Goncourt winner Echenoz (Ravel, 2007, etc.) recently seems to be specializing in thinly fictionalizing the lives of real people. Zátopek is a good choice for inherent drama; he was at first rewarded and then punished by Communist Party authorities. The decision to reward came easily, for Zátopek astounded all by running. For many years he remained an officer in the Czech army and received a promotion with almost every victory, from European championships to the Olympics. Echenoz emphasizes that Zátopek was not a stylish runner but instead an awkward and ungainly plugger—not pretty to watch but pragmatically effective. For a while he simply couldn’t be beaten, and for more than five years he was the fastest man in the world in long distances.
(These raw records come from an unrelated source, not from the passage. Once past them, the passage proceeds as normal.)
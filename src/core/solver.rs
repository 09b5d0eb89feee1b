use log::debug;

use super::accumulation::{project_corpus, project_corpus_path};
use super::rates::{fraction, real_rate};
use super::types::{
    AccumulationParameters, DistributionParameters, ExportParams, GoalInputs, GoalResult,
    GoalTrajectoryPoint, SustainMode,
};

pub const MAX_BISECTION_ITERATIONS: u32 = 100;
/// Absolute currency tolerance between projected and target corpus.
pub const CORPUS_TOLERANCE: f64 = 100.0;
pub const NEAR_ZERO_REAL_RATE: f64 = 0.0001;
/// Distribution horizon exported for goals that must last indefinitely.
pub const INDEFINITE_HORIZON_YEARS: u32 = 100;

#[derive(Debug, Clone, Copy)]
struct CorpusTarget {
    real_rate_pct: f64,
    monthly_withdrawal: f64,
    annual_withdrawal: f64,
    corpus: f64,
}

#[derive(Debug, Clone, Copy)]
struct BisectionOutcome {
    contribution: f64,
    projected: f64,
    iterations: u32,
    converged: bool,
}

pub fn solve_retirement_goal(inputs: &GoalInputs) -> GoalResult {
    let target = target_corpus(inputs);
    let lump_sum_projection = project_corpus(
        inputs.current_lump_sum,
        0.0,
        inputs.annual_step_up_pct,
        inputs.annual_growth_pct,
        inputs.years_to_retirement,
    );

    let mut result = GoalResult {
        real_rate_pct: target.real_rate_pct,
        monthly_withdrawal_at_retirement: target.monthly_withdrawal,
        annual_withdrawal_at_retirement: target.annual_withdrawal,
        target_corpus: target.corpus,
        lump_sum_projection,
        surplus: 0.0,
        required_monthly_contribution: None,
        projected_corpus: lump_sum_projection,
        achievable: false,
        converged: false,
        iterations: 0,
        message: String::new(),
        trajectory: Vec::new(),
        export_params: None,
    };

    if !target.corpus.is_finite() {
        result.message = format!(
            "Not achievable: a {:.2}% return does not outpace {:.2}% spending growth, so no corpus can fund this spending indefinitely.",
            inputs.annual_growth_pct, inputs.spend_growth_pct
        );
        return result;
    }

    let contribution = if lump_sum_projection >= target.corpus {
        result.surplus = lump_sum_projection - target.corpus;
        result.converged = true;
        result.message = "Current savings alone reach the target corpus.".to_string();
        0.0
    } else if inputs.years_to_retirement == 0 {
        result.message =
            "Not achievable: no years remain to contribute toward the target corpus.".to_string();
        return result;
    } else {
        let outcome = bisect_contribution(inputs, target.corpus);
        result.projected_corpus = outcome.projected;
        result.iterations = outcome.iterations;
        result.converged = outcome.converged;
        if outcome.projected < target.corpus - CORPUS_TOLERANCE {
            result.message = format!(
                "Not achievable: even a {:.2} monthly contribution projects only {:.2} against a {:.2} target.",
                outcome.contribution, outcome.projected, target.corpus
            );
            return result;
        }
        result.message = if outcome.converged {
            "Solved required monthly contribution.".to_string()
        } else {
            "Reached max iterations before tolerance was met; returning best estimate.".to_string()
        };
        outcome.contribution
    };

    result.achievable = true;
    result.required_monthly_contribution = Some(contribution);
    result.trajectory = build_trajectory(inputs, contribution, target.corpus);
    result.export_params = Some(export_params(inputs, contribution, target.monthly_withdrawal));

    debug!(
        "goal: target corpus {:.2}, contribution {:.2} after {} iterations",
        target.corpus, contribution, result.iterations
    );

    result
}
While his specialty was the 10,000 meters, he also showed himself adept at both 5,000 meters and marathons, winning gold medals in all three at the Helsinki Olympics in 1952. Eventually, however, age and a punishing training regimen took a toll on his body, and he started to lose. In one telling and sorrowful moment, Zátopek passes through Orly airport on his way to a race in Spain and sees the usual crush of news reporters and photographers. “How kind of them to show up,” he thinks, “it’s always nice to see you haven’t been forgotten.” In fact, he finds, they’re gathered to report on Elizabeth Taylor, who has just flown in from London. When he comments on the Soviet invasion of 1968, his naïve and impolitic remarks lead the authorities to strip him of his army commission and his right to live in Prague, then to banish him to work in a uranium mine.

An engaging but subdued portrait of a legend.